▶ **Task statement**
Write out again, exactly, the lines below starting at the one with "let closure = Closure::wrap(Box::new(handler)" and ending at the one with "filter bound to".
[[ Data, beginning ]]
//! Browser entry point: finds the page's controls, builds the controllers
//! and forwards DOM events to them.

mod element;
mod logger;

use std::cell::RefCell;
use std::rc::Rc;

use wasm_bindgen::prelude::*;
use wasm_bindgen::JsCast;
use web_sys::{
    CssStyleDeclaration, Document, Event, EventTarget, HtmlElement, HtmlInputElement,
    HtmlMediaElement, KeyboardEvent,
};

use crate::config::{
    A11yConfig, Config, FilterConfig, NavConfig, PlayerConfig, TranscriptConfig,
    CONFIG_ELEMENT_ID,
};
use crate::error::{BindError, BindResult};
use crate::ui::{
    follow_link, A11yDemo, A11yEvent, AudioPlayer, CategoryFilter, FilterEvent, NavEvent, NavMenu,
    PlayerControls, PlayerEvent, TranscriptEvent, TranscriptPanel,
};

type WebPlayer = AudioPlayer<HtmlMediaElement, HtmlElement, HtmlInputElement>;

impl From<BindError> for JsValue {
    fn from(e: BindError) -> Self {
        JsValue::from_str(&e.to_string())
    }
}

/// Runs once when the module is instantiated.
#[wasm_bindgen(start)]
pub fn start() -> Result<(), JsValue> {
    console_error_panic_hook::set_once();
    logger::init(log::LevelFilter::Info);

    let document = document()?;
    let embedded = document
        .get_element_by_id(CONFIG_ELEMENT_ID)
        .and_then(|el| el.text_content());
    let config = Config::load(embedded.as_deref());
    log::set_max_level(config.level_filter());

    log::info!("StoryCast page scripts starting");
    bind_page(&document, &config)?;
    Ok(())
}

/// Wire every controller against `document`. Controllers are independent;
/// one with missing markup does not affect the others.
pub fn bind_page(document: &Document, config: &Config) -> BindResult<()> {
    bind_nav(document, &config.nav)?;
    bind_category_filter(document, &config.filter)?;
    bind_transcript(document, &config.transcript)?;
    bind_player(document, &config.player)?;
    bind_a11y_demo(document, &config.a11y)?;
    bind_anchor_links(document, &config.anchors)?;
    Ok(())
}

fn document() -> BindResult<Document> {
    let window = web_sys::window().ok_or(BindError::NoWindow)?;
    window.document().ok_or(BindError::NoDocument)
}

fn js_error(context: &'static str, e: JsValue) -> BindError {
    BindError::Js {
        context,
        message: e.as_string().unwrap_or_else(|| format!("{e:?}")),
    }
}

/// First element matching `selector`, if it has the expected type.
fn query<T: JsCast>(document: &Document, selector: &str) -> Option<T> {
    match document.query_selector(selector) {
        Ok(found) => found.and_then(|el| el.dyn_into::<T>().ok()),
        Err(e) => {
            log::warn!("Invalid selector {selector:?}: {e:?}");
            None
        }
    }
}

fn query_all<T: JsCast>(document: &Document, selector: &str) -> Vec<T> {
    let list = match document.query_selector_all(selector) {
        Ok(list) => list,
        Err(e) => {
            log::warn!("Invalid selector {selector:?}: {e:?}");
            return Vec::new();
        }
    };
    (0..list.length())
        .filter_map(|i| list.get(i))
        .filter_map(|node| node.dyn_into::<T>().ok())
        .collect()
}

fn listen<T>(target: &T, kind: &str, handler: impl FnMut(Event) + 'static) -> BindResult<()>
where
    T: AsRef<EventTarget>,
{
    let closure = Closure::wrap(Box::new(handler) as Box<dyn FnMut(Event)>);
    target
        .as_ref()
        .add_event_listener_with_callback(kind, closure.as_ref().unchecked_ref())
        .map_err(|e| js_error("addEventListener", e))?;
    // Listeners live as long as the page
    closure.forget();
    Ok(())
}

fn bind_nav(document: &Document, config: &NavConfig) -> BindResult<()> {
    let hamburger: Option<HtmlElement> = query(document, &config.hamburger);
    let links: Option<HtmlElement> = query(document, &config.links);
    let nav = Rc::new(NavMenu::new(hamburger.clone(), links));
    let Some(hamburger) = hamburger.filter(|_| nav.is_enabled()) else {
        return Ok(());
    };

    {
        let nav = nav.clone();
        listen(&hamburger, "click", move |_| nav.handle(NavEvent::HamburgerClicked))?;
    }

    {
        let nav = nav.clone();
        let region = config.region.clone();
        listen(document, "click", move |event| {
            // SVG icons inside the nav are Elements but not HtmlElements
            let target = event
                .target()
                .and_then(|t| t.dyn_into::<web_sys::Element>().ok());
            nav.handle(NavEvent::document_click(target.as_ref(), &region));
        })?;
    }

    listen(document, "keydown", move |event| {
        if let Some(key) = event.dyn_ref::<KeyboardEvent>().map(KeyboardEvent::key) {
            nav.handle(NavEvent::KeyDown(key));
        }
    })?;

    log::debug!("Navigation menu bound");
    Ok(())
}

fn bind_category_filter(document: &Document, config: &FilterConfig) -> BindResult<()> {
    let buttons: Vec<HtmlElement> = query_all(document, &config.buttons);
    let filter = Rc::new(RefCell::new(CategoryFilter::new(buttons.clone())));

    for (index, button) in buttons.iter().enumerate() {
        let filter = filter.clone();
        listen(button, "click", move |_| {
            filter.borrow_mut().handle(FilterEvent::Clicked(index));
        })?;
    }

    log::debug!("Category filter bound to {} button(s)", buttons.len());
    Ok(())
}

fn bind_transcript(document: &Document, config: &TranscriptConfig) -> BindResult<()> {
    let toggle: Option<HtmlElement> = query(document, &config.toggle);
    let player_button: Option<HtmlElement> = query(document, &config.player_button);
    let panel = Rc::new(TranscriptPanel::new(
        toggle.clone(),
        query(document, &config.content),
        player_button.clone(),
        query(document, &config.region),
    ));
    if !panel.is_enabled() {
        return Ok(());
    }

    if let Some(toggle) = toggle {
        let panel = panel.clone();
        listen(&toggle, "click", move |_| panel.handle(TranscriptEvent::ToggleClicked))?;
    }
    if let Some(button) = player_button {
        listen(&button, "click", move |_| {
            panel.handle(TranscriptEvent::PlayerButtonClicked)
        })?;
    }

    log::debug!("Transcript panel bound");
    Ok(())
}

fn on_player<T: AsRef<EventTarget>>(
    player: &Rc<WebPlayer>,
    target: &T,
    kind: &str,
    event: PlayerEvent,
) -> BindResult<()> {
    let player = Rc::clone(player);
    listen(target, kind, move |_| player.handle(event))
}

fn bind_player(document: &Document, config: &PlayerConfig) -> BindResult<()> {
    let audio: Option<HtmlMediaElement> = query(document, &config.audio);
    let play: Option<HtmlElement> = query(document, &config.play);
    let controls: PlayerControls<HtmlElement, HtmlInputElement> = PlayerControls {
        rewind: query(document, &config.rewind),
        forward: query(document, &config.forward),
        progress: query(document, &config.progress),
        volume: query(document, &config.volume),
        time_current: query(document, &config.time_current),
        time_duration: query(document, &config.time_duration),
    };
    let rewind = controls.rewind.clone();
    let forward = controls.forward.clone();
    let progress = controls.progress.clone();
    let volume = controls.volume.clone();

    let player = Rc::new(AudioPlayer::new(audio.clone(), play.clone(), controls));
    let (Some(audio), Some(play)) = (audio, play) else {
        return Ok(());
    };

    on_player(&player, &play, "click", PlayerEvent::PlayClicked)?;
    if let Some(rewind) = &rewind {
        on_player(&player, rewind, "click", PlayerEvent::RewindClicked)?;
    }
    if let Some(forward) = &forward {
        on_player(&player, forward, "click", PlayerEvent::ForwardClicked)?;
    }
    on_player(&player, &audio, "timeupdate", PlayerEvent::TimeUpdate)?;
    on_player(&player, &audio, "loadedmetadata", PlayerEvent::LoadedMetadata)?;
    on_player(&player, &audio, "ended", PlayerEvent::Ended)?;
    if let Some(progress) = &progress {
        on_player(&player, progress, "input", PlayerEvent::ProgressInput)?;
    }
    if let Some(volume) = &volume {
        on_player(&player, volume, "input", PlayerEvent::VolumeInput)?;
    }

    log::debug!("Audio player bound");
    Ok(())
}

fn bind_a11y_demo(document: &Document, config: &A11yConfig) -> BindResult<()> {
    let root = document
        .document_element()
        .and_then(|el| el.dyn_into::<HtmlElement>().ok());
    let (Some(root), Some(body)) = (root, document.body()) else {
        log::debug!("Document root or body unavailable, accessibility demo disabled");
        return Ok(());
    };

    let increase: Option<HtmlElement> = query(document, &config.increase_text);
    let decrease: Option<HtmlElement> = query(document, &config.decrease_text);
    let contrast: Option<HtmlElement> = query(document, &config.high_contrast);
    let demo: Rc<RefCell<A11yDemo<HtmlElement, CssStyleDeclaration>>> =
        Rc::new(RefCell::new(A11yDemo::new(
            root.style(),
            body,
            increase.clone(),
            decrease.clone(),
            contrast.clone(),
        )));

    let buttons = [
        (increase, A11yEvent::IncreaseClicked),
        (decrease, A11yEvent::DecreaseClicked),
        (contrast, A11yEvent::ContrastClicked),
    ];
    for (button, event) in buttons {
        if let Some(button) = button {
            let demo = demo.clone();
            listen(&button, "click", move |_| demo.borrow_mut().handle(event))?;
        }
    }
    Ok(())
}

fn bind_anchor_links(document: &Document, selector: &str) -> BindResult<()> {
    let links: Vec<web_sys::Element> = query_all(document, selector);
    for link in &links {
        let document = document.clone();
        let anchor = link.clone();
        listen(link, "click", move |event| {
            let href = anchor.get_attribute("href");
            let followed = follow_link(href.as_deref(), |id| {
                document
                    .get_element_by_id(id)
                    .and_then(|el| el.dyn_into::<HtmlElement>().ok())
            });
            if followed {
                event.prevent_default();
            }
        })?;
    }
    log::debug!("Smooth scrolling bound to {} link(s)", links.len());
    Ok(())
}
[[ Data, end ]]
[[ Data, beginning ]]
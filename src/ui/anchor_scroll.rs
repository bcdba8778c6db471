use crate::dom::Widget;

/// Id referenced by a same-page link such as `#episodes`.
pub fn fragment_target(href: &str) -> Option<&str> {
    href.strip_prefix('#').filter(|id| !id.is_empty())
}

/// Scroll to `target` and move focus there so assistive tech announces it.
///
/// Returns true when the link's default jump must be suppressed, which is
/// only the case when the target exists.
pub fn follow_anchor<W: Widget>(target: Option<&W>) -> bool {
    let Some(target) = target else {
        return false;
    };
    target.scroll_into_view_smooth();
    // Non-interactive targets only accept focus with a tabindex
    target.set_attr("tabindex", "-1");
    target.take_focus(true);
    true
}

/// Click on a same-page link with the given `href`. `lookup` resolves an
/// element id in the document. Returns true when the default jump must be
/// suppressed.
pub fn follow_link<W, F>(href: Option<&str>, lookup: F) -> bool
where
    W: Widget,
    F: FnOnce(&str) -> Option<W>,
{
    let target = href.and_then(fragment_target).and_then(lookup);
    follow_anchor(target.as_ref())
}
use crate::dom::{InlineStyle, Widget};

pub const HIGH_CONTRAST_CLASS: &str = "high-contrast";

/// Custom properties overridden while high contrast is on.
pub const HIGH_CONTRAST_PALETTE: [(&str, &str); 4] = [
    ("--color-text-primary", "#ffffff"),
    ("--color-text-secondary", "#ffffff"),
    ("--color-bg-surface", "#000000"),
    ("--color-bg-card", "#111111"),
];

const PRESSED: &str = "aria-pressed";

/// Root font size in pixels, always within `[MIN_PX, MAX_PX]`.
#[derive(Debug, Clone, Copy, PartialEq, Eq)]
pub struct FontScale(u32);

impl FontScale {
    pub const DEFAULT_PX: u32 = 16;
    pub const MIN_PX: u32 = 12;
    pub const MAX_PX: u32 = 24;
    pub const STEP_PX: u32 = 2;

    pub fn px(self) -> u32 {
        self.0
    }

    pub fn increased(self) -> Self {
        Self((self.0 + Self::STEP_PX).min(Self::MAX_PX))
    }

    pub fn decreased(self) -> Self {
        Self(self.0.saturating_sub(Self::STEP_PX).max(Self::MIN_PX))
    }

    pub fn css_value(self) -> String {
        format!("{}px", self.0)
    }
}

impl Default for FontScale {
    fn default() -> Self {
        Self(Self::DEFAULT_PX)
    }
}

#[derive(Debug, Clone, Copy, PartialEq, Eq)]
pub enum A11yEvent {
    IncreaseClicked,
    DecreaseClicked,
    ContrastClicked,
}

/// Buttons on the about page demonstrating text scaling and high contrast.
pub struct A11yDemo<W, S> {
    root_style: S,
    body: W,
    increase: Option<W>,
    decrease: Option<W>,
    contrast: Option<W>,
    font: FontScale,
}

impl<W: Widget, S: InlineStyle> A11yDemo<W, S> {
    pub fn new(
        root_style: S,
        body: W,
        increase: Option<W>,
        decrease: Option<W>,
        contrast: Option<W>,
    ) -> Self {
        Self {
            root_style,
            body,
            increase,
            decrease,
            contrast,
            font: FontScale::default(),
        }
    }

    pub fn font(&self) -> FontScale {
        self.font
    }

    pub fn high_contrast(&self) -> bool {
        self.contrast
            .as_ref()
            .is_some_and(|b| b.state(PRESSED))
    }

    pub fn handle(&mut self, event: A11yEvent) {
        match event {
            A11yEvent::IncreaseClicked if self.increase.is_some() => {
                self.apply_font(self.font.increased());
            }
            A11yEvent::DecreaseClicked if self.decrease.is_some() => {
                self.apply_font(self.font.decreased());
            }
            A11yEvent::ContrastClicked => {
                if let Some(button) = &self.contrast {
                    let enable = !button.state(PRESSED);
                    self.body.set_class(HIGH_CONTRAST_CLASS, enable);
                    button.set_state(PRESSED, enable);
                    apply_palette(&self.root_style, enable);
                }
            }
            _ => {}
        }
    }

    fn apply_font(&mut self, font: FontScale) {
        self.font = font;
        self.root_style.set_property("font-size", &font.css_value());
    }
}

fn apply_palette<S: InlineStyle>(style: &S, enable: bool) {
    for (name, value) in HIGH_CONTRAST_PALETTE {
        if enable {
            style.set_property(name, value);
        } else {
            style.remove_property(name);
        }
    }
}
[[ Data, end ]]
▶ **Your response**
    let closure = Closure::wrap(Box::new(handler) as Box<dyn FnMut(Event)>);
    target
        .as_ref()
        .add_event_listener_with_callback(kind, closure.as_ref().unchecked_ref())
        .map_err(|e| js_error("addEventListener", e))?;
    // Listeners live as long as the page
    closure.forget();
    Ok(())
}

fn bind_nav(document: &Document, config: &NavConfig) -> BindResult<()> {
    let hamburger: Option<HtmlElement> = query(document, &config.hamburger);
    let links: Option<HtmlElement> = query(document, &config.links);
    let nav = Rc::new(NavMenu::new(hamburger.clone(), links));
    let Some(hamburger) = hamburger.filter(|_| nav.is_enabled()) else {
        return Ok(());
    };

    {
        let nav = nav.clone();
        listen(&hamburger, "click", move |_| nav.handle(NavEvent::HamburgerClicked))?;
    }

    {
        let nav = nav.clone();
        let region = config.region.clone();
        listen(document, "click", move |event| {
            // SVG icons inside the nav are Elements but not HtmlElements
            let target = event
                .target()
                .and_then(|t| t.dyn_into::<web_sys::Element>().ok());
            nav.handle(NavEvent::document_click(target.as_ref(), &region));
        })?;
    }

    listen(document, "keydown", move |event| {
        if let Some(key) = event.dyn_ref::<KeyboardEvent>().map(KeyboardEvent::key) {
            nav.handle(NavEvent::KeyDown(key));
        }
    })?;

    log::debug!("Navigation menu bound");
    Ok(())
}

fn bind_category_filter(document: &Document, config: &FilterConfig) -> BindResult<()> {
    let buttons: Vec<HtmlElement> = query_all(document, &config.buttons);
    let filter = Rc::new(RefCell::new(CategoryFilter::new(buttons.clone())));

    for (index, button) in buttons.iter().enumerate() {
        let filter = filter.clone();
        listen(button, "click", move |_| {
            filter.borrow_mut().handle(FilterEvent::Clicked(index));
        })?;
    }

    log::debug!("Category filter bound to {} button(s)", buttons.len());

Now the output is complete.